The Dead Zone is nuclear wasteland: the trees are yellow, the grass is brown. Black-and-yellow signs warn of nuclear hazard on the fields. The experience is unnerving as much as the scene is surreal. A Hollywood director shot on scene for Return of the Living Dead: Nekropolis in 2004.
The abandoned nuclear plant finally appears in the distance, sitting ponderously on the edge of an artificial lake. There are four reactor blocks. Block Number 4 was the one that blew up in the early hours of April 26, 1986. Today a big concrete shelter covers its remains but some 200 tonnes of highly radioactive material are still feared hidden within. The concrete shelter was hastily put in place in the wake of the disaster and is only a temporary solution. A new, stable confinement structure is scheduled to be built in 2011, Chernobyl Interinform states in a handout distributed by Tatiana.
"Don't put anything on the ground", she says as the visitors leave the bus and stand dismayed in front of the block. It is a huge, deformed and wicked sculpture. Fissures show up on the concrete's surface. Water is bubbling down the dirty walls.
"Don't stay too long here. Take your pictures; look at the dosimeter," Tatiana urges the group.
Radiation alert
Sure enough, the device shows a contamination of more than 1,500 microroentgen some 50 metres away from the broken reactor.
Ten is the average natural radiation reading close to the earth's surface. Air travellers in a long-distance jet flying at 10,000 metres have to endure up to 30 microroentgen. But standing in front of Reactor Number 4 is like being soaked in radiation from an enormous, invisible microwave oven. "We have to leave now," Tatiana reminds five minutes later. The average lethal dose of radioactivity is 500 microroentgen in five hours.
The bus drives to Pripyat, a former workers village, now turned into a ghost town. The abandoned communist-style concrete buildings are interspersed with debris. Inside the devastated Palace of Culture, an old, yellowed Pravda newspaper lies in the dust. Its date shows April 25, 1986. The residents of Pripyat had been preparing for Labour Day celebrations on May 1 when all 48,000 inhabitants were evacuated 36 hours after the disaster. Nobody ever came back.
Former residents have created a website (www.pripyat.com) that serves as a grim reminder of the disaster and its aftermath.
The silence is overwhelming as the bus heads back to civilisation through the curious, post-apocalyptic landscape.
Meltdown: What went wrong
On April 26, 1986, at 1.23am local time, Reactor Number Four of the four-block Vladimir Ilyich Lenin Memorial Chernobyl Nuclear Power Station was shaken by a massive explosion after an unsuccessful test operation aimed at shutting down the reactor. Human errors have been blamed for the fatal accident.
The cooling system of the reactor failed, causing an enormous steam explosion followed by a nuclear meltdown triggered by burning graphite.
Firefighters arrived shortly afterwards. They had not been informed about the danger of radiation and tried to extinguish the flames without any protective clothing. All of them died shortly after the mission.
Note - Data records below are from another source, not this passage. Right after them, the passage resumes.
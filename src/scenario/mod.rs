// Benchmark scenarios as data: a descriptor per scenario plus one generic
// runner per measurement style, instead of a hand-written type per scenario.
use crate::config::Config;
use anyhow::{Context, Result};
use rand::rngs::StdRng;

pub mod core;
pub mod jetstream;

#[derive(Debug, Clone, Copy, PartialEq, Eq)]
pub struct BenchmarkSpec {
    // Stable identifier used in the enabled_testers list.
    pub key: &'static str,
    // Human label used in banners and error traces.
    pub name: &'static str,
    pub kind: ScenarioKind,
}

#[derive(Debug, Clone, Copy, PartialEq, Eq)]
pub enum ScenarioKind {
    JetStreamPublish,
    JetStreamAsyncPublish,
    JetStreamSubscribe(SubscribeStyle),
    JetStreamPullSubscribe,
    JetStreamLatency,
    JetStreamPurge,
    JetStreamStorageComparison,
    CorePublish,
    CoreSubscribe,
    CoreLatency,
}

// How received messages are taken off the client during a timed drain.
#[derive(Debug, Clone, Copy, PartialEq, Eq)]
pub enum SubscribeStyle {
    // Spawned handler task signalling a countdown latch per message.
    Callback,
    // Deliveries forwarded into a bounded channel the measurement drains.
    Channel,
}

/// Resolve the scenario's typed configuration block and run it.
pub async fn run(config: &Config, spec: &BenchmarkSpec, rng: &mut StdRng) -> Result<()> {
    let testers = &config.testers;
    match spec.kind {
        ScenarioKind::JetStreamPublish => {
            let conf = required(&testers.jetstream_publish_tester, spec.key)?;
            jetstream::publish(&config.jetstream, spec, conf, rng).await
        }
        ScenarioKind::JetStreamAsyncPublish => {
            let conf = required(&testers.jetstream_async_publish_tester, spec.key)?;
            jetstream::async_publish(&config.jetstream, spec, conf, rng).await
        }
        ScenarioKind::JetStreamSubscribe(style) => {
            let block = match style {
                SubscribeStyle::Callback => &testers.jetstream_subscribe_tester,
                SubscribeStyle::Channel => &testers.jetstream_chan_subscribe_tester,
            };
            let conf = required(block, spec.key)?;
            jetstream::subscribe(&config.jetstream, spec, conf, style, rng).await
        }
        ScenarioKind::JetStreamPullSubscribe => {
            let conf = required(&testers.jetstream_pull_subscribe_tester, spec.key)?;
            jetstream::pull_subscribe(&config.jetstream, spec, conf, rng).await
        }
        ScenarioKind::JetStreamLatency => {
            let conf = required(&testers.jetstream_latency_tester, spec.key)?;
            jetstream::latency(&config.jetstream, spec, conf).await
        }
        ScenarioKind::JetStreamPurge => {
            let conf = required(&testers.jetstream_purge_stream_tester, spec.key)?;
            jetstream::purge_stream(&config.jetstream, spec, conf, rng).await
        }
        ScenarioKind::JetStreamStorageComparison => {
            let conf = required(&testers.jetstream_memory_storage_tester, spec.key)?;
            jetstream::storage_comparison(&config.jetstream, spec, conf, rng).await
        }
        ScenarioKind::CorePublish => {
            let conf = required(&testers.nats_publish_tester, spec.key)?;
            self::core::publish(&config.core, spec, conf, rng).await
        }
        ScenarioKind::CoreSubscribe => {
            let conf = required(&testers.nats_subscribe_tester, spec.key)?;
            self::core::subscribe(&config.core, spec, conf, rng).await
        }
        ScenarioKind::CoreLatency => {
            let conf = required(&testers.nats_latency_tester, spec.key)?;
            self::core::latency(&config.core, spec, conf, rng).await
        }
    }
}

fn required<'a, T>(block: &'a Option<T>, key: &str) -> Result<&'a T> {
    block
        .as_ref()
        .with_context(|| format!("tester {key} is enabled but has no configuration block"))
}
// Harness configuration sourced from a YAML file.
use anyhow::{Context, Result};
use serde::Deserialize;
use std::fs;
use std::path::Path;

// Default location mirrors where deployments mount the config.
pub const DEFAULT_CONFIG_PATH: &str = "conf.d/config.yml";
// Environment override for the config path.
pub const CONFIG_PATH_ENV: &str = "NATS_BENCH_CONFIG";

#[derive(Debug, Clone, Deserialize)]
pub struct Config {
    // Connection for the log-based (JetStream) delivery model.
    pub jetstream: BrokerConnection,
    // Connection for the core pub/sub delivery model.
    pub core: BrokerConnection,
    // Scenario keys to run, in order. Duplicates re-run the scenario.
    #[serde(default)]
    pub enabled_testers: Vec<String>,
    #[serde(default)]
    pub testers: Testers,
}

#[derive(Debug, Clone, Deserialize)]
pub struct BrokerConnection {
    pub servers: Vec<String>,
    #[serde(default)]
    pub token: Option<String>,
    #[serde(default)]
    pub username: Option<String>,
    #[serde(default)]
    pub password: Option<String>,
}

// One optional block per scenario; a block may be present without the
// scenario being enabled, but not the other way around.
#[derive(Debug, Clone, Default, Deserialize)]
#[serde(default)]
pub struct Testers {
    pub jetstream_publish_tester: Option<StreamWorkload>,
    pub jetstream_async_publish_tester: Option<StreamWorkload>,
    pub jetstream_subscribe_tester: Option<StreamWorkload>,
    pub jetstream_chan_subscribe_tester: Option<StreamWorkload>,
    pub jetstream_pull_subscribe_tester: Option<PullWorkload>,
    pub jetstream_latency_tester: Option<StreamLatencyWorkload>,
    pub jetstream_purge_stream_tester: Option<PurgeWorkload>,
    pub jetstream_memory_storage_tester: Option<StreamWorkload>,
    pub nats_publish_tester: Option<SubjectWorkload>,
    pub nats_subscribe_tester: Option<SubjectWorkload>,
    pub nats_latency_tester: Option<SubjectLatencyWorkload>,
}

#[derive(Debug, Clone, Deserialize)]
pub struct StreamWorkload {
    pub stream: String,
    pub subject: String,
    pub times: usize,
    pub message_sizes: Vec<usize>,
}

#[derive(Debug, Clone, Deserialize)]
pub struct PullWorkload {
    pub stream: String,
    pub subject: String,
    pub times: usize,
    pub message_sizes: Vec<usize>,
    // Messages requested per fetch call; one measurement per entry.
    pub fetch_counts: Vec<usize>,
}

#[derive(Debug, Clone, Deserialize)]
pub struct StreamLatencyWorkload {
    pub stream: String,
    pub subject: String,
    pub times: usize,
}

#[derive(Debug, Clone, Deserialize)]
pub struct PurgeWorkload {
    pub stream: String,
    pub subject: String,
    // Stream fill levels to purge; one measurement per (size, count) pair.
    pub counts: Vec<usize>,
    pub message_sizes: Vec<usize>,
}

#[derive(Debug, Clone, Deserialize)]
pub struct SubjectWorkload {
    pub subject: String,
    pub times: usize,
    pub message_sizes: Vec<usize>,
}

#[derive(Debug, Clone, Deserialize)]
pub struct SubjectLatencyWorkload {
    pub subject: String,
    pub times: usize,
}

impl Config {
    pub fn load() -> Result<Self> {
        let path = std::env::var(CONFIG_PATH_ENV).unwrap_or_else(|_| DEFAULT_CONFIG_PATH.to_string());
        Self::from_path(Path::new(&path))
    }

    pub fn from_path(path: &Path) -> Result<Self> {
        let contents = fs::read_to_string(path)
            .with_context(|| format!("read config file {}", path.display()))?;
        Self::from_yaml(&contents).with_context(|| format!("parse config file {}", path.display()))
    }

    pub fn from_yaml(contents: &str) -> Result<Self> {
        serde_yaml::from_str(contents).context("parse configuration yaml")
    }
}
A radioactive cloud had soon spread from northern Ukraine over Eastern and Western Europe and even as far as the North Atlantic. The first warning of the nuclear fallout came from Sweden and not from Soviet sources, which tried to camouflage the catastrophe as long as possible.
As an immediate result of the disaster, about 300 people died from radiation sickness. Several thousands died years later, especially the so-called "liquidators", mainly Soviet volunteers who tried to clear the nuclear mess. These volunteers have since been referred to as the "Heroes of Chernobyl". Many of them are buried at a cemetery in Moscow. Altogether, the disaster inflicted a death toll between 50,000 and 70,000 people, including those who came down with radiation-related diseases and cancer. There are no totally reliable sources, though.